Während ich im Garten das rote Manchesterhemd an die Wäscheleine hänge,
schwirren meine Gefühle und Gedanken schon in der Banlieu von Paris
herum, denn dort wurde es seinerzeit gekauft. Sofort befinde ich mich in
Ferienstimmung, erinnere mich an viele Einzelheiten unseres 10 Jahre
zurückliegenden Besuches in Saint Denis.
Ich fühle mich immer wieder beschenkt, wenn Gegenstände oder Gerüche
urplötzlich Erinnerungen ins Bewusstsein bringen. Solche Augenblicke
sind echte Rückführungen, und diese geniesse ich. Meist sind es schöne
Erlebnisse, die ich nachempfinden darf. Obwohl ich weiterhin Wäsche
aufhängte, war ich abwesend.
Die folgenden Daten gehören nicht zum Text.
//! `bplustree` command-line front end.
//!
//! # Usage
//!
//! ```bash
//! # One-shot commands work against tree_state.bin in the current directory
//! bplustree insert 5
//! bplustree --order 3 insert 7
//! bplustree range 1 10
//! bplustree display
//!
//! # Interactive shell
//! bplustree interactive
//!
//! # Environment variables stand in for options
//! BPLUS_SNAPSHOT=/tmp/tree.bin BPLUS_ORDER=5 bplustree insert 42
//!
//! # Keep everything in memory
//! bplustree --no-persist interactive
//! ```

use std::io::{self, Write};
use std::path::PathBuf;
use std::process::ExitCode;

use bplustree::cli::{Command, Session};
use bplustree::common::config::{DEFAULT_ORDER, DEFAULT_SNAPSHOT_FILE};
use bplustree::{BPlusTree, Key, Result};
use clap::{Parser, Subcommand};
use tracing_subscriber::{fmt, layer::SubscriberExt, util::SubscriberInitExt, EnvFilter};

/// B+ tree index over integer keys with a snapshot file.
#[derive(Debug, Parser)]
#[command(name = "bplustree", version, about)]
struct Cli {
    /// Tree order (max children per internal node). Applied to new trees,
    /// and rebuilds a loaded tree whose order differs.
    #[arg(long, env = "BPLUS_ORDER")]
    order: Option<usize>,

    /// Snapshot file loaded at start and saved after changes.
    #[arg(long, env = "BPLUS_SNAPSHOT", default_value = DEFAULT_SNAPSHOT_FILE)]
    snapshot: PathBuf,

    /// Do not read or write the snapshot file.
    #[arg(long)]
    no_persist: bool,

    #[command(subcommand)]
    command: CliCommand,
}

#[derive(Debug, Subcommand)]
enum CliCommand {
    /// Insert a value into the tree
    Insert {
        #[arg(allow_negative_numbers = true)]
        value: Key,
    },
    /// Delete a value from the tree
    Delete {
        #[arg(allow_negative_numbers = true)]
        value: Key,
    },
    /// Search for a value in the tree
    Search {
        #[arg(allow_negative_numbers = true)]
        value: Key,
    },
    /// List every value in [low, high]
    Range {
        #[arg(allow_negative_numbers = true)]
        low: Key,
        #[arg(allow_negative_numbers = true)]
        high: Key,
    },
    /// Display the current tree
    Display,
    /// Enter interactive mode
    Interactive,
}

impl CliCommand {
    /// The session command for a one-shot subcommand.
    fn to_command(&self) -> Option<Command> {
        match *self {
            CliCommand::Insert { value } => Some(Command::Insert(value)),
            CliCommand::Delete { value } => Some(Command::Delete(value)),
            CliCommand::Search { value } => Some(Command::Search(value)),
            CliCommand::Range { low, high } => Some(Command::Range(low, high)),
            CliCommand::Display => Some(Command::Display),
            CliCommand::Interactive => None,
        }
    }
}

fn main() -> ExitCode {
    let cli = Cli::parse();
    init_logging();

    match run(&cli) {
        Ok(()) => ExitCode::SUCCESS,
        Err(e) => {
            eprintln!("error: {}", e);
            ExitCode::FAILURE
        }
    }
}

fn run(cli: &Cli) -> Result<()> {
    let mut session = open_session(cli)?;
    let stdout = io::stdout();
    let mut out = stdout.lock();

    match cli.command.to_command() {
        Some(command) => {
            session.execute(command, &mut out)?;
        }
        None => {
            let stdin = io::stdin();
            session.run_interactive(stdin.lock(), &mut out)?;
        }
    }
    out.flush()?;

    if session.save_if_dirty()? {
        tracing::debug!(path = %cli.snapshot.display(), "snapshot updated");
    }
    Ok(())
}

fn open_session(cli: &Cli) -> Result<Session> {
    if cli.no_persist {
        return Ok(Session::new(BPlusTree::new(cli.order.unwrap_or(DEFAULT_ORDER))?));
    }

    let mut session = Session::open(&cli.snapshot, cli.order.unwrap_or(DEFAULT_ORDER))?;
    if let Some(order) = cli.order {
        session.set_order(order)?;
    }
    Ok(session)
}

/// Log to stderr so command output on stdout stays clean.
///
/// `RUST_LOG` overrides the default `bplustree=warn` filter.
fn init_logging() {
    let env_filter =
        EnvFilter::try_from_default_env().unwrap_or_else(|_| EnvFilter::new("bplustree=warn"));

    tracing_subscriber::registry()
        .with(env_filter)
        .with(fmt::layer().with_writer(io::stderr))
        .init();
}
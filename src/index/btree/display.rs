//! Human-readable dump of a tree. Diagnostic only; not a stable format.

use std::fmt;

use super::node::{Key, Node};
use super::BPlusTree;

struct Keys<'a>(&'a [Key]);

impl fmt::Display for Keys<'_> {
    fn fmt(&self, f: &mut fmt::Formatter<'_>) -> fmt::Result {
        write!(f, "[")?;
        for (i, key) in self.0.iter().enumerate() {
            if i > 0 {
                write!(f, " ")?;
            }
            write!(f, "{}", key)?;
        }
        write!(f, "]")
    }
}

/// Renders the tree level by level, then the leaf chain:
///
/// ```text
/// B+ Tree (order 4, 8 keys, height 2)
/// Level 0: [5 7 9]
/// Level 1: [1 3] [5 6] [7 8] [9 12]
/// Leaf chain: [1 3] -> [5 6] -> [7 8] -> [9 12] -> NULL
/// ```
impl fmt::Display for BPlusTree {
    fn fmt(&self, f: &mut fmt::Formatter<'_>) -> fmt::Result {
        writeln!(
            f,
            "B+ Tree (order {}, {} keys, height {})",
            self.order,
            self.len,
            self.height()
        )?;

        let mut level = vec![self.root];
        let mut depth = 0;
        while !level.is_empty() {
            write!(f, "Level {}:", depth)?;
            let mut next_level = Vec::new();
            for &node_id in &level {
                let node = self.arena.get(node_id);
                write!(f, " {}", Keys(node.keys()))?;
                if let Node::Internal(internal) = node {
                    next_level.extend_from_slice(internal.children());
                }
            }
            writeln!(f)?;
            level = next_level;
            depth += 1;
        }

        write!(f, "Leaf chain: ")?;
        for keys in self.leaf_chain() {
            write!(f, "{} -> ", Keys(keys))?;
        }
        write!(f, "NULL")
    }
}
//! B+ tree index.
//!
//! # Components
//! - [`BPlusTree`] - The tree handle: create, insert, delete, search, range
//! - [`RangeIter`] / [`LeafChain`] - Leaf-chain traversal
//! - [`InvariantViolation`] - What [`BPlusTree::check`] reports
//!
//! # Layout
//! Every node lives in an arena owned by the tree and is addressed by a
//! [`NodeId`](crate::NodeId). Internal nodes hold separator keys and child
//! ids; leaves hold keys and the id of the next leaf. The leaf chain is a
//! plain id field, so tearing the tree down never follows it.
//!
//! # Rebalancing
//! - Insert: a node reaching `order` keys splits. Leaves split at `⌈n/2⌉`
//!   and copy the right half's first key up; internal nodes split at `⌊n/2⌋`
//!   and move the median up. A root split grows the tree by one level.
//! - Delete: a non-root node falling below `(order - 1) / 2` keys borrows from
//!   its left sibling, else its right sibling, else merges (left first). An
//!   internal root left with no separators is replaced by its only child.

mod arena;
mod delete;
mod display;
mod insert;
mod iter;
mod node;
mod tree;
mod validate;

pub use iter::{LeafChain, RangeIter};
pub use node::Key;
pub use tree::BPlusTree;
pub use validate::InvariantViolation;

pub(crate) use arena::NodeArena;
pub(crate) use node::{InternalNode, LeafNode, Node};
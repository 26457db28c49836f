//! Common types and utilities shared across the crate.
//!
//! This module contains fundamental primitives used throughout the codebase:
//! - Configuration constants
//! - Error types
//! - Identifiers (NodeId)

pub mod config;
pub mod error;
mod node_id;

pub use error::{Error, Result};
pub use node_id::NodeId;
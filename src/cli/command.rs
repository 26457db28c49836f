//! Line-oriented command grammar for the interactive front end.

use std::fmt;
use std::path::PathBuf;
use std::str::FromStr;

use crate::common::{Error, Result};
use crate::index::btree::Key;

/// One parsed front-end command.
///
/// ```text
/// insert <v>        delete <v>        search <v>
/// range <lo> <hi>   display           order <m>
/// save [path]       load [path]       help        exit
/// ```
#[derive(Debug, Clone, PartialEq, Eq)]
pub enum Command {
    Insert(Key),
    Delete(Key),
    Search(Key),
    Range(Key, Key),
    Display,
    /// Rebuild the tree under a new order.
    Order(usize),
    /// Save to the given path, or the session's snapshot path.
    Save(Option<PathBuf>),
    /// Replace the tree with one read from the given path, or the session's
    /// snapshot path.
    Load(Option<PathBuf>),
    Help,
    Exit,
}

/// Command summary printed by `help`.
pub const HELP: &str = "\
Commands:
  insert <value>     Insert a value into the tree
  delete <value>     Delete a value from the tree
  search <value>     Search for a value in the tree
  range <lo> <hi>    List every value in [lo, hi]
  display            Display the current tree
  order <value>      Rebuild the tree with a new order (keys are kept)
  save [path]        Write the tree to a snapshot file
  load [path]        Replace the tree with a snapshot file
  help               Show this message
  exit               Leave interactive mode";

impl FromStr for Command {
    type Err = Error;

    fn from_str(line: &str) -> Result<Self> {
        let mut words = line.split_whitespace();
        let Some(name) = words.next() else {
            return Err(Error::InvalidCommand("empty command".to_string()));
        };
        let args: Vec<&str> = words.collect();

        let command = match name.to_ascii_lowercase().as_str() {
            "insert" => Command::Insert(parse_arg(name, &args, 0)?),
            "delete" => Command::Delete(parse_arg(name, &args, 0)?),
            "search" => Command::Search(parse_arg(name, &args, 0)?),
            "range" => Command::Range(parse_arg(name, &args, 0)?, parse_arg(name, &args, 1)?),
            "display" => Command::Display,
            "order" => Command::Order(parse_arg(name, &args, 0)?),
            "save" => Command::Save(args.first().map(PathBuf::from)),
            "load" => Command::Load(args.first().map(PathBuf::from)),
            "help" => Command::Help,
            "exit" | "quit" => Command::Exit,
            _ => return Err(Error::InvalidCommand(format!("unknown command '{}'", name))),
        };

        if args.len() > command.arity() {
            return Err(Error::InvalidCommand(format!(
                "'{}' takes at most {} argument(s), got {}",
                name,
                command.arity(),
                args.len()
            )));
        }
        Ok(command)
    }
}

impl Command {
    /// Maximum number of arguments the command accepts.
    fn arity(&self) -> usize {
        match self {
            Command::Insert(_)
            | Command::Delete(_)
            | Command::Search(_)
            | Command::Order(_)
            | Command::Save(_)
            | Command::Load(_) => 1,
            Command::Range(..) => 2,
            Command::Display | Command::Help | Command::Exit => 0,
        }
    }

    /// Returns true if executing the command can change the tree.
    pub fn is_mutation(&self) -> bool {
        matches!(
            self,
            Command::Insert(_) | Command::Delete(_) | Command::Order(_) | Command::Load(_)
        )
    }
}

impl fmt::Display for Command {
    fn fmt(&self, f: &mut fmt::Formatter<'_>) -> fmt::Result {
        match self {
            Command::Insert(v) => write!(f, "insert {}", v),
            Command::Delete(v) => write!(f, "delete {}", v),
            Command::Search(v) => write!(f, "search {}", v),
            Command::Range(lo, hi) => write!(f, "range {} {}", lo, hi),
            Command::Display => write!(f, "display"),
            Command::Order(m) => write!(f, "order {}", m),
            Command::Save(None) => write!(f, "save"),
            Command::Save(Some(path)) => write!(f, "save {}", path.display()),
            Command::Load(None) => write!(f, "load"),
            Command::Load(Some(path)) => write!(f, "load {}", path.display()),
            Command::Help => write!(f, "help"),
            Command::Exit => write!(f, "exit"),
        }
    }
}

fn parse_arg<T: FromStr>(name: &str, args: &[&str], index: usize) -> Result<T> {
    let raw = args
        .get(index)
        .ok_or_else(|| Error::InvalidCommand(format!("'{}' is missing an argument", name)))?;
    raw.parse()
        .map_err(|_| Error::InvalidCommand(format!("'{}' is not a valid number", raw)))
}

#[cfg(test)]
mod tests {
    use super::*;

    fn parse(line: &str) -> Command {
        line.parse().unwrap()
    }

    fn parse_err(line: &str) -> String {
        match line.parse::<Command>() {
            Err(Error::InvalidCommand(msg)) => msg,
            other => panic!("Expected InvalidCommand for {:?}, got {:?}", line, other),
        }
    }

    #[test]
    fn test_parse_value_commands() {
        assert_eq!(parse("insert 5"), Command::Insert(5));
        assert_eq!(parse("delete -12"), Command::Delete(-12));
        assert_eq!(parse("search 2147483647"), Command::Search(i32::MAX));
        assert_eq!(parse("range 3 9"), Command::Range(3, 9));
        assert_eq!(parse("order 7"), Command::Order(7));
    }

    #[test]
    fn test_parse_bare_commands() {
        assert_eq!(parse("display"), Command::Display);
        assert_eq!(parse("help"), Command::Help);
        assert_eq!(parse("exit"), Command::Exit);
        assert_eq!(parse("quit"), Command::Exit);
    }

    #[test]
    fn test_parse_paths() {
        assert_eq!(parse("save"), Command::Save(None));
        assert_eq!(parse("load snap.bin"), Command::Load(Some(PathBuf::from("snap.bin"))));
    }

    #[test]
    fn test_parse_ignores_case_and_spacing() {
        assert_eq!(parse("  INSERT\t 42  \n"), Command::Insert(42));
        assert_eq!(parse("Display"), Command::Display);
    }

    #[test]
    fn test_parse_errors() {
        assert!(parse_err("").contains("empty"));
        assert!(parse_err("   ").contains("empty"));
        assert!(parse_err("frobnicate 1").contains("unknown command 'frobnicate'"));
        assert!(parse_err("insert").contains("missing"));
        assert!(parse_err("insert abc").contains("'abc' is not a valid number"));
        assert!(parse_err("insert 99999999999").contains("not a valid number"));
        assert!(parse_err("range 1").contains("missing"));
        assert!(parse_err("order -3").contains("not a valid number"));
        assert!(parse_err("display now").contains("at most 0"));
        assert!(parse_err("insert 1 2").contains("at most 1"));
    }

    #[test]
    fn test_display_parses_back() {
        for command in [
            Command::Insert(-4),
            Command::Range(1, 2),
            Command::Order(5),
            Command::Save(Some(PathBuf::from("a.bin"))),
            Command::Load(None),
            Command::Exit,
        ] {
            assert_eq!(parse(&command.to_string()), command);
        }
    }

    #[test]
    fn test_is_mutation() {
        assert!(Command::Insert(1).is_mutation());
        assert!(Command::Load(None).is_mutation());
        assert!(!Command::Search(1).is_mutation());
        assert!(!Command::Save(None).is_mutation());
    }
}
Der Körper da, Empfindungen und Gedanken
auf Reisen. Über 600 Kilometer weit weg.
Zurückgekommen sind sie, als alle Wäschestücke aufgehängt und der Korb
leer geworden war. Da entdeckte ich auf dem weissen Leintuch einen
Zitronenfalter. Er musste soeben hier gelandet sein. Seine Flügel
bewegten sich noch. Ich schaute ihm zu und dachte: Wir zwei sind
Wesensverwandte. Auch ich flattere ja, wie vorhin, in der Weltgeschichte
herum. Auch ich lasse mich von Reizen verlocken. Verweilen ist nicht
immer unsere Sache. Immer drängt es uns weiter. Selbstverständlich
kommen auch wir wieder an unsere Ausgangsorte zurück. Aber wir verfolgen
nicht nur ein lineares Ziel. Wir besuchen viele Orte, aus
unterschiedlichen Gründen zwar, aber mit derselben Unruhe. Und wir
lassen uns ablenken.
Der Falter flog dann weg. Ich habe ihn rasch aus den Augen verloren.
Aber das Leintuch war noch da und flatterte im Wind. Und schon malte ich
mir aus, wie es sich anfühlen wird, wenn ich mich am Abend darin
einhülle. Es ist eines aus jener alten Qualität, die sich rauh anfühlt.
Es raschelt, wenn ich mich zudecke. Würde ich es bügeln, verlöre es
diesen Effekt. So unbehandelt, spüre ich dann in der Nacht noch die
Sonne und den Wind, die es trockneten. Wie in meiner Kindheit, als die
Betten noch jeden Frühling gesonnt wurden.
Man trug sie ins Freie. Decken wurden geschüttelt und der Sonne
ausgesetzt, Gestelle gereinigt und poliert. Die Matratzen mit dem
Teppichklopfer geklopft. Zimmer und Fenster wurden ebenfalls einer
Generalreinigung unterzogen. Das Resultat: Die absolute Frische. Das
vorher beschriebene Leintuch ist nur ein kleiner Aspekt davon.
Dora, eine Verwandte, hielt bis zu ihrem Tod vor 2 Jahren an
dieser Ordnung fest. Auch über ihren 80. Geburtstag hinaus musste der
traditionelle Frühjahrsputz in immer gleicher Manier vollzogen werden.
Solange ich sie gekannt habe, machte sie alles so, wie sie es von ihrer
Mutter gelernt hatte. Wollten wir ihr diese schwere Arbeit ausreden oder
ihr helfen, verwies sie uns auf die Pflicht. Die Mutter hätte es immer
so verlangt. Im gleichen Sinne blieb sie ihrer wunderschönen Sprache
treu. Da gab es keine Anpassungen an unsere Zeit, keine Modeworte, keine
Einsprengsel aus anderen Sprachen. Der von ihr gesprochene
Zürcher-Oberland-Dialekt blieb zeitlebens unverfälscht, reich an
Bildern, eine Geschichte für sich. Manchmal fühlte ich Heimweh, wenn ich
sie sprechen hörte. Sie machte mir bewusst, was ich zurückgelassen
habe, als ich mit den Eltern in die Stadt umzog.
Dora gehörte zu den Bedächtigen und Getreuen. Sie wurde oft als
schwerfällig empfunden, hat uns aber immer wieder gezeigt, wie wichtig
auch ihre Gattung ist. Wer anders würde uns denn noch von den Vorfahren,
ihren Erfahrungen und ihrem Weltbild erzählen?